[Start of Attachment]

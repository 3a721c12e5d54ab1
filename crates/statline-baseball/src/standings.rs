// Team records and division standings for a season, derived from pitcher
// wins and losses.

use std::collections::{BTreeMap, HashMap};

use statline_core::model::{DivisionLayout, Divisions, StatRow};
use tracing::warn;

#[derive(Debug, Clone, Copy, PartialEq, Default)]
pub struct TeamRecord {
    pub wins: u32,
    pub losses: u32,
    pub ties: u32,
    pub pct: f64,
}

#[derive(Debug, Clone, PartialEq)]
pub struct StandingsRow {
    pub team: String,
    pub record: TeamRecord,
}

#[derive(Debug, Clone, PartialEq)]
pub struct DivisionStandings {
    pub division: String,
    pub teams: Vec<StandingsRow>,
}

/// Sum pitcher decisions per team for one season. Multi-team summary rows
/// are skipped; their stints are counted under the real teams. Ties are the
/// scheduled sessions not accounted for by a decision.
pub fn team_records(season: &str, pitching: &[StatRow], scheduled_sessions: u32) -> HashMap<String, TeamRecord> {
    let mut decisions: HashMap<String, (u32, u32)> = HashMap::new();
    for row in pitching {
        if row.season() != Some(season) || row.is_multi_team() || row.team().is_empty() {
            continue;
        }
        let entry = decisions.entry(row.team().to_string()).or_default();
        entry.0 += row.stat("W").max(0.0).round() as u32;
        entry.1 += row.stat("L").max(0.0).round() as u32;
    }

    decisions
        .into_iter()
        .map(|(team, (wins, losses))| {
            let played = wins + losses;
            let record = TeamRecord {
                wins,
                losses,
                ties: scheduled_sessions.saturating_sub(played),
                pct: if played > 0 {
                    f64::from(wins) / f64::from(played)
                } else {
                    0.0
                },
            };
            (team, record)
        })
        .collect()
}

/// Division layout for a season, following references to other seasons.
pub fn division_layout<'a>(season: &str, divisions: &'a Divisions) -> Option<&'a BTreeMap<String, Vec<String>>> {
    let mut key = season;
    // A reference chain can be at most as long as the number of seasons.
    for _ in 0..=divisions.len() {
        match divisions.get(key)? {
            DivisionLayout::Divisions(layout) => return Some(layout),
            DivisionLayout::SameAs(other) => key = other,
        }
    }
    warn!("Division layout for {} refers back to itself", season);
    None
}

/// Standings per division, best winning percentage first. Teams listed in a
/// division without any recorded decisions show 0-0-0.
pub fn standings(
    season: &str,
    records: &HashMap<String, TeamRecord>,
    divisions: &Divisions,
) -> Vec<DivisionStandings> {
    let Some(layout) = division_layout(season, divisions) else {
        warn!("No division layout for {}", season);
        return Vec::new();
    };

    layout
        .iter()
        .map(|(division, teams)| {
            let mut rows: Vec<StandingsRow> = teams
                .iter()
                .map(|team| StandingsRow {
                    team: team.clone(),
                    record: records.get(team).copied().unwrap_or_default(),
                })
                .collect();
            rows.sort_by(|a, b| {
                b.record
                    .pct
                    .partial_cmp(&a.record.pct)
                    .unwrap_or(std::cmp::Ordering::Equal)
            });
            DivisionStandings {
                division: division.clone(),
                teams: rows,
            }
        })
        .collect()
}

// ---------------------------------------------------------------------------
// Tests
// ---------------------------------------------------------------------------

[End of Attachment]

- WORK TO BE COMPLETED:
Give back all of the data above without any alteration.

- WRITTEN ANSWER:
repository 3a721c12e5d54ab1
filename crates/statline-baseball/src/standings.rs
// Team records and division standings for a season, derived from pitcher
// wins and losses.

use std::collections::{BTreeMap, HashMap};

use statline_core::model::{DivisionLayout, Divisions, StatRow};
use tracing::warn;

#[derive(Debug, Clone, Copy, PartialEq, Default)]
pub struct TeamRecord {
    pub wins: u32,
    pub losses: u32,
    pub ties: u32,
    pub pct: f64,
}

#[derive(Debug, Clone, PartialEq)]
pub struct StandingsRow {
    pub team: String,
    pub record: TeamRecord,
}

#[derive(Debug, Clone, PartialEq)]
pub struct DivisionStandings {
    pub division: String,
    pub teams: Vec<StandingsRow>,
}

/// Sum pitcher decisions per team for one season. Multi-team summary rows
/// are skipped; their stints are counted under the real teams. Ties are the
/// scheduled sessions not accounted for by a decision.
pub fn team_records(season: &str, pitching: &[StatRow], scheduled_sessions: u32) -> HashMap<String, TeamRecord> {
    let mut decisions: HashMap<String, (u32, u32)> = HashMap::new();
    for row in pitching {
        if row.season() != Some(season) || row.is_multi_team() || row.team().is_empty() {
            continue;
        }
        let entry = decisions.entry(row.team().to_string()).or_default();
        entry.0 += row.stat("W").max(0.0).round() as u32;
        entry.1 += row.stat("L").max(0.0).round() as u32;
    }

    decisions
        .into_iter()
        .map(|(team, (wins, losses))| {
            let played = wins + losses;
            let record = TeamRecord {
                wins,
                losses,
                ties: scheduled_sessions.saturating_sub(played),
                pct: if played > 0 {
                    f64::from(wins) / f64::from(played)
                } else {
                    0.0
                },
            };
            (team, record)
        })
        .collect()
}

/// Division layout for a season, following references to other seasons.
pub fn division_layout<'a>(season: &str, divisions: &'a Divisions) -> Option<&'a BTreeMap<String, Vec<String>>> {
    let mut key = season;
    // A reference chain can be at most as long as the number of seasons.
    for _ in 0..=divisions.len() {
        match divisions.get(key)? {
            DivisionLayout::Divisions(layout) => return Some(layout),
            DivisionLayout::SameAs(other) => key = other,
        }
    }
    warn!("Division layout for {} refers back to itself", season);
    None
}

/// Standings per division, best winning percentage first. Teams listed in a
/// division without any recorded decisions show 0-0-0.
pub fn standings(
    season: &str,
    records: &HashMap<String, TeamRecord>,
    divisions: &Divisions,
) -> Vec<DivisionStandings> {
    let Some(layout) = division_layout(season, divisions) else {
        warn!("No division layout for {}", season);
        return Vec::new();
    };

    layout
        .iter()
        .map(|(division, teams)| {
            let mut rows: Vec<StandingsRow> = teams
                .iter()
                .map(|team| StandingsRow {
                    team: team.clone(),
                    record: records.get(team).copied().unwrap_or_default(),
                })
                .collect();
            rows.sort_by(|a, b| {
                b.record
                    .pct
                    .partial_cmp(&a.record.pct)
                    .unwrap_or(std::cmp::Ordering::Equal)
            });
            DivisionStandings {
                division: division.clone(),
                teams: rows,
            }
        })
        .collect()
}

// ---------------------------------------------------------------------------
// Tests
// ---------------------------------------------------------------------------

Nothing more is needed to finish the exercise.